> **WHAT YOU SHOULD DO**: From the data that follows, copy every line holding the string "Value".

Excerpts from a dataset:

---+---

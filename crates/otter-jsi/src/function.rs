//! Function handles and host-function creation.

use std::sync::Arc;

use crate::exception::JsiResult;
use crate::host::HostFunctionType;
use crate::object::{Object, object_subtype};
use crate::propnameid::PropNameId;
use crate::runtime::Runtime;
use crate::value::Value;

#[derive(Debug)]
pub struct Function {
    object: Object,
}

object_subtype!(Function);

impl Function {
    /// Expose a native callable to script.
    pub fn create_from_host_function(
        rt: &dyn Runtime,
        name: &PropNameId,
        param_count: u32,
        func: Arc<HostFunctionType>,
    ) -> Option<Function> {
        rt.create_function_from_host_function(name, param_count, func)
    }

    /// [`Function::create_from_host_function`] taking a closure and a plain name.
    pub fn from_closure<F>(rt: &dyn Runtime, name: &str, param_count: u32, func: F) -> Option<Function>
    where
        F: Fn(&dyn Runtime, &Value, &[Value]) -> JsiResult<Value> + 'static,
    {
        let name = PropNameId::for_utf8(rt, name);
        rt.create_function_from_host_function(&name, param_count, Arc::new(func))
    }

    /// Call with `this` bound to `undefined`.
    pub fn call(&self, rt: &dyn Runtime, args: &[Value]) -> Option<Value> {
        rt.call(self, &Value::Undefined, args)
    }

    pub fn call_with_this(&self, rt: &dyn Runtime, this: &Object, args: &[Value]) -> Option<Value> {
        let this = Value::Object(this.clone_in(rt));
        rt.call(self, &this, args)
    }

    /// `new f(...args)`.
    pub fn call_as_constructor(&self, rt: &dyn Runtime, args: &[Value]) -> Option<Value> {
        rt.call_as_constructor(self, args)
    }

    pub fn is_host_function(&self, rt: &dyn Runtime) -> bool {
        rt.is_host_function(self)
    }

    pub fn get_host_function(&self, rt: &dyn Runtime) -> Option<Arc<HostFunctionType>> {
        rt.get_host_function(self)
    }
}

---+---

> **ANSWER FOR THE TASK**:
use crate::value::Value;
        F: Fn(&dyn Runtime, &Value, &[Value]) -> JsiResult<Value> + 'static,
    pub fn call(&self, rt: &dyn Runtime, args: &[Value]) -> Option<Value> {
        rt.call(self, &Value::Undefined, args)
    pub fn call_with_this(&self, rt: &dyn Runtime, this: &Object, args: &[Value]) -> Option<Value> {
        let this = Value::Object(this.clone_in(rt));
    pub fn call_as_constructor(&self, rt: &dyn Runtime, args: &[Value]) -> Option<Value> {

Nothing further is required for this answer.